Problem to work on: Go through the material line by line. Say how many lines contain the word "crate", and give nothing more.

Start of Task input

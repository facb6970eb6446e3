//! Forced convergence.
//!
//! A chain whose final revision is consumed by a SLICE leaves the image
//! logically split at the end of the graph. Before release, the slice's
//! three tails are re-merged by a synthesized CONVERGE feeding a bare USE,
//! and the release source is wrapped so the outside world gets a single,
//! fully-owned resource back.

use crate::access::Access;
use crate::error::Result;
use crate::ir::link::Links;
use crate::ir::{IRModule, NodeKey, NodeKind, Ref};
use crate::typedesc::TypeKind;

pub(crate) fn run(
    module: &mut IRModule,
    ref_nodes: &[NodeKey],
    chains: &[Ref],
    links: &mut Links,
    new_nodes: &mut Vec<NodeKey>,
) -> Result<()> {
    for &head in chains {
        let def_node = match links.link(head).def {
            Some(d) => d.node,
            None => continue,
        };
        if matches!(module.node(def_node).kind, NodeKind::Slice { .. }) {
            // subchains converge through their parent
            continue;
        }
        let tail = links.chain_tail(head);
        let undef = match links.link(tail).undef {
            Some(u) => u,
            None => continue,
        };
        if !matches!(module.node(undef.node).kind, NodeKind::Slice { .. }) {
            continue;
        }
        let token_ty = module.types.fully_stripped(module.ref_ty(undef.sibling(2)));
        if matches!(module.types.kind(token_ty), TypeKind::Union { .. }) {
            continue;
        }

        let slice_node = undef.node;
        // already re-merged on an earlier invocation
        let token_tail = links.chain_tail(Ref::new(slice_node, 2));
        if let Some(u) = links.link(token_tail).undef {
            if matches!(module.node(u.node).kind, NodeKind::Converge { .. }) {
                continue;
            }
        }
        let src_ty = match &module.node(slice_node).kind {
            NodeKind::Slice { src, .. } => module.types.fully_stripped(module.ref_ty(*src)),
            _ => unreachable!(),
        };

        // merge the three diverged tails back into one revision
        let tails = [
            Ref::new(slice_node, 2),
            Ref::new(slice_node, 0),
            Ref::new(slice_node, 1),
        ];
        let f_converge = module.make_converge(src_ty, &tails);
        new_nodes.push(f_converge.node);
        let use_node = module.make_use(f_converge, Access::None);
        new_nodes.push(use_node.node);

        // make the release depend on the merged resource
        let release = match ref_nodes
            .iter()
            .rev()
            .find(|k| matches!(module.node(**k).kind, NodeKind::Release { .. }))
        {
            Some(r) => *r,
            None => continue,
        };
        let old_src = match &module.node(release).kind {
            NodeKind::Release { src, .. } => src[0],
            _ => unreachable!(),
        };
        {
            let l = links.link_mut(old_src);
            l.undef = None;
            l.next = None;
        }
        let wrap_ty = module.types.fully_stripped(module.ref_ty(old_src));
        let wrap = module.make_converge(wrap_ty, &[old_src, use_node]);
        new_nodes.push(wrap.node);
        if let NodeKind::Release { src, .. } = &mut module.node_mut(release).kind {
            src[0] = wrap;
        }
        // the release must re-link after everything synthesized above
        let new_index = module.bump_index();
        module.node_mut(release).index = new_index;
        log::debug!("forced convergence: re-merged a chain split by a slice before release");
    }
    Ok(())
}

End of Task input

Reply: 6